Salvador Dali, O sono, 1937 (em artedoconhecimento.blogspot.com). |
Era uma alma insubmissa. Como tal, morreu desfeiteando os circunstantes.
Do leito de morte – a cama de um hospital quase asséptica –, resolveu partir desta com ofensas diversas. Ao médico que o atendia, mandou que tomasse naquele lugar que todos sabem muito bem onde é. O padre, chamado às pressas pela religiosa mulher, a fim de desentortar sua vida, destinou ao inferno mais sulfuroso, com todas as letras. A enfermeira, já um tanto entrada em anos, em vias de se aposentar, e sua companhia no momento final, mandou ir para a casa do... (Bem, todos sabem para onde se mandam os desafetos!). E, por fim, pediu que lhe chamassem a mulher:
- Porra, chamem a Alzira, lá no corredor, que preciso falar com ela!
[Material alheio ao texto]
//! HTTP server hosting push handlers.

use std::convert::Infallible;
use std::net::SocketAddr;
use std::sync::Arc;

use bytes::Bytes;
use dashmap::DashMap;
use tokio_util::sync::CancellationToken;
use warp::http::{HeaderMap, Method, Request, StatusCode};
use warp::path::FullPath;
use warp::Filter;

use crate::config::ServerConfig;
use crate::error::ServerError;
use crate::handler::PushHandler;
use crate::subscriber::RegisterHttpHandler;

type RouteTable = Arc<DashMap<String, PushHandler>>;

/// HTTP server that dispatches push deliveries to registered handlers.
///
/// Handlers are mounted through the callback returned by
/// [`register_http_handler`](PushServer::register_http_handler), which is
/// what a [`Subscriber`](crate::Subscriber) expects in its configuration.
/// Only `POST` requests are accepted; unknown paths get a 404.
///
/// # Example
///
/// ```no_run
/// use push_subscriber::{PushServer, ServerConfig};
///
/// #[tokio::main]
/// async fn main() {
///     let server = PushServer::bind(ServerConfig::default())
///         .await
///         .expect("Failed to bind push server");
///
///     println!("Push endpoint base: {}", server.base_url());
///
///     server.shutdown().await.unwrap();
/// }
/// ```
pub struct PushServer {
    /// The port the server is bound to
    port: u16,
    /// The base URL push endpoints live under
    base_url: String,
    /// Handlers by normalized route
    routes: RouteTable,
    /// Stops the server and fails in-flight deliveries
    shutdown: CancellationToken,
    /// Server task handle
    server_handle: Option<tokio::task::JoinHandle<()>>,
}

impl PushServer {
    /// Bind the first free port of the configured range and start serving.
    ///
    /// A `(0, 0)` range lets the OS pick the port.
    pub async fn bind(config: ServerConfig) -> Result<Self, ServerError> {
        let routes: RouteTable = Arc::new(DashMap::new());
        let shutdown = CancellationToken::new();
        let filter = Self::push_filter(routes.clone(), shutdown.clone());

        let (start, end) = config.port_range;
        for port in start..=end {
            let signal = shutdown.clone();
            let bound = warp::serve(filter.clone()).try_bind_with_graceful_shutdown(
                SocketAddr::new(config.bind_address, port),
                async move { signal.cancelled().await },
            );

            let (addr, server) = match bound {
                Ok(bound) => bound,
                Err(err) => {
                    tracing::debug!(port, error = %err, "Port unavailable");
                    continue;
                }
            };

            tracing::info!(%addr, "Push server listening");
            let server_handle = tokio::spawn(server);

            return Ok(Self {
                port: addr.port(),
                base_url: format!("http://{addr}"),
                routes,
                shutdown,
                server_handle: Some(server_handle),
            });
        }

        Err(ServerError::NoAvailablePort { start, end })
    }

    /// The base URL push routes are served under, e.g. `http://127.0.0.1:8080`.
    pub fn base_url(&self) -> &str {
        &self.base_url
    }

    /// Get the port the server is bound to.
    pub fn port(&self) -> u16 {
        self.port
    }

    /// Callback that mounts a handler on this server.
    ///
    /// Registering a route twice replaces the earlier handler.
    pub fn register_http_handler(&self) -> RegisterHttpHandler {
        let routes = self.routes.clone();
        Arc::new(move |route: &str, handler: PushHandler| {
            if routes.insert(route.to_string(), handler).is_some() {
                tracing::warn!(route, "Replaced existing push handler");
            } else {
                tracing::debug!(route, "Mounted push handler");
            }
        })
    }

    /// Unmount the handler at `route`. Returns `false` if none was mounted.
    pub fn unregister(&self, route: &str) -> bool {
        self.routes.remove(route).is_some()
    }

    /// Number of mounted routes.
    pub fn route_count(&self) -> usize {
        self.routes.len()
    }

    /// Shut the server down.
    ///
    /// Deliveries still waiting for a decision are answered with a 500
    /// before the server stops.
    pub async fn shutdown(mut self) -> Result<(), ServerError> {
        self.shutdown.cancel();

        if let Some(handle) = self.server_handle.take() {
            handle.await?;
        }

        tracing::debug!(port = self.port, "Push server stopped");
        Ok(())
    }

    fn push_filter(
        routes: RouteTable,
        shutdown: CancellationToken,
    ) -> impl Filter<Extract = (impl warp::Reply,), Error = Infallible> + Clone + Send + Sync + 'static {
        warp::post()
            .and(warp::path::full())
            .and(warp::header::headers_cloned())
            .and(warp::body::bytes())
            .and_then(move |path: FullPath, headers: HeaderMap, body: Bytes| {
                let routes = routes.clone();
                let request_done = shutdown.child_token();
                async move {
                    let handler = routes
                        .get(path.as_str())
                        .map(|entry| entry.value().clone())
                        .ok_or_else(warp::reject::not_found)?;

                    let mut request = Request::new(body);
                    *request.method_mut() = Method::POST;
                    *request.uri_mut() = path
                        .as_str()
                        .parse()
                        .map_err(|_| warp::reject::custom(InvalidPushRequest))?;
                    *request.headers_mut() = headers;

                    let status = handler.handle(request, request_done).await;
                    tracing::debug!(route = handler.route(), status = status.as_u16(), "Push request handled");

                    Ok::<_, warp::Rejection>(warp::reply::with_status(warp::reply(), status))
                }
            })
            .recover(handle_rejection)
    }
}

impl Drop for PushServer {
    fn drop(&mut self) {
        self.shutdown.cancel();
    }
}

/// Custom rejection for requests that cannot be turned into a push request.
#[derive(Debug)]
struct InvalidPushRequest;

impl warp::reject::Reject for InvalidPushRequest {}

/// Handle rejections and convert them to HTTP responses.
async fn handle_rejection(err: warp::Rejection) -> Result<impl warp::Reply, Infallible> {
    let code;
    let message;

    if err.is_not_found() {
        code = StatusCode::NOT_FOUND;
        message = "No push handler for route";
    } else if err.find::<warp::reject::MethodNotAllowed>().is_some() {
        code = StatusCode::METHOD_NOT_ALLOWED;
        message = "Push deliveries must use POST";
    } else if err.find::<InvalidPushRequest>().is_some() {
        code = StatusCode::BAD_REQUEST;
        message = "Invalid push request";
    } else {
        code = StatusCode::INTERNAL_SERVER_ERROR;
        message = "Internal server error";
    }

    Ok(warp::reply::with_status(message, code))
}
//! Pub/Sub push subscriptions as an acknowledged message stream.
//!
//! A push subscription delivers every message as an HTTP `POST`. This crate
//! turns those requests into [`Message`]s on an in-process channel and turns
//! the consumer's decision back into the HTTP response the broker expects:
//!
//! - [`Message::ack`] answers the delivery with `200 OK`
//! - [`Message::nack`] answers it with `500`, so the broker redelivers
//! - an undecodable body is answered with `400` and never reaches the consumer
//! - a request that ends before a decision is answered with `500`
//!
//! # Overview
//!
//! - [`Subscriber`]: mounts one [`PushHandler`] per subscribed route through
//!   an injected registration callback and hands out the [`Messages`] of
//!   each route.
//! - [`PushHandler`]: decodes a request, forwards the message and waits for
//!   its acknowledgment.
//! - [`UnmarshalMessage`]: pluggable request decoding, defaulting to
//!   [`unmarshal_push_message`] for the Pub/Sub push envelope.
//! - [`PushServer`]: a warp server that can host the handlers.
//!
//! # Example
//!
//! ```no_run
//! use push_subscriber::{PushServer, ServerConfig, Subscriber, SubscriberConfig};
//! use tokio_util::sync::CancellationToken;
//!
//! #[tokio::main]
//! async fn main() -> Result<(), Box<dyn std::error::Error>> {
//!     let server = PushServer::bind(ServerConfig::default()).await?;
//!     let subscriber = Subscriber::new(SubscriberConfig {
//!         register_http_handler: Some(server.register_http_handler()),
//!         ..Default::default()
//!     })?;
//!
//!     let mut messages = subscriber.subscribe(CancellationToken::new(), "/orders")?;
//!     tokio::spawn(async move {
//!         while let Some(msg) = messages.recv().await {
//!             if msg.payload.is_empty() {
//!                 msg.nack();
//!             } else {
//!                 msg.ack();
//!             }
//!         }
//!     });
//!
//!     tokio::signal::ctrl_c().await?;
//!     subscriber.close();
//!     server.shutdown().await?;
//!     Ok(())
//! }
//! ```
//!
//! # Hosting on another router
//!
//! The registration callback receives the normalized route and a cloneable
//! [`PushHandler`]; any HTTP stack can call [`PushHandler::handle`] with the
//! request and a token cancelled when the request goes away.

pub mod config;
pub mod error;
mod handler;
pub mod logging;
mod message;
mod registry;
mod server;
mod subscriber;
mod unmarshal;

pub use config::ServerConfig;
pub use error::{ConfigError, Result, ServerError, SubscriberError, UnmarshalError};
pub use handler::PushHandler;
pub use message::{Acknowledgment, Message, Metadata};
pub use server::PushServer;
pub use subscriber::{Messages, RegisterHttpHandler, Subscriber, SubscriberConfig};
pub use unmarshal::{
    unmarshal_push_message, PushRequest, UnmarshalMessage, PUBLISH_TIME_KEY, UUID_HEADER_KEY,
};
Talvez fosse a última frase a sair daquela boca suja. A derradeira ofensa.
O médico resolveu fingir que o atendia, pois não desejava que aquela senhora, já bastante abalada, pudesse ser enviada a um lugar de retorno impossível. E, também, aproveitou para sair de perto de um paciente que não se conformava com nada. Era um moribundo revoltado e inconveniente.
Pois eu lhe digo, caro leitor, que a pior forma de morrer é perdendo a vida. Não há outra que se lhe ultrapasse em fatalidade. Quando se perde a vida, a morte é um fato consumado. De se lavrar atestado de óbito, com selo e firma reconhecida, em qualquer cartoriozinho mal instalado e embaixo de correição devastadora.
Imagine, então, um homem que sempre viveu de impropérios, de derramamento de bílis, de má vontade com tudo e com todos, chegar ao termo da caminhada, como se costuma dizer, achando que os sessenta e nove anos foram uma miséria. Poderia ter sido muito mais, segundo seu juízo, embora ele mesmo não tivesse feito nada em favor disto. Aliás, muito pelo contrário!
Quando jovem, para se ter uma ideia, foi morar na pensão de dona Clotilde, em Niterói. Lá ganhou o apelido de Paulo Porra, porque tudo que dizia era pontuado por esta palavra. Era como se fosse uma muleta vocabular para sua frase.
Certa feita, o colega Michel foi apresentá-lo a um amigo que vinha de Bom Jesus, a quem já tinha dito o apelido de Paulo, e fingiu esquecer seu nome:
- Zé Luís, este aqui é... é... é...
- Paulo, porra! – disse aborrecido o apresentado.
- Eu não disse que o nome dele é Paulo Porra! – falou às gargalhadas Michel.
- Porra, porra! – retrucou irritado e saiu sem cumprimentar José Luís.
Então, no exato momento em que se apagava a bateria de Paulo, naquele leito de hospital cercado de vitupérios, Alzira estava na capela rezando, não para que ele sobrevivesse – seria pedir demais e, talvez, o não desejado –, mas para que pudesse ser atendido com o mínimo de benevolência, lá do outro lado, na hora da prestação de contas. E aproveitou para pedir aos santos de sua mais alta estima e devoção que apagassem alguns registros desabonadores, porventura, lavrados no Livro da Vida, em função desse comportamento pornofônico e corrosivo como ácido muriático.
E, assim que sua alma desencarnou, exclamou já no breu do éter, entrando no oco da eternidade:
- Merda, morri! Porra, só me faltava essa!
E foi realmente o último ato de uma vida recheada de mau humor e desbocamento.
Hahahahahahahahaaha...ele foi fazer companhia ao Crissaf, o sujeito mais desbocado que Calçado já produziu. Muito bom!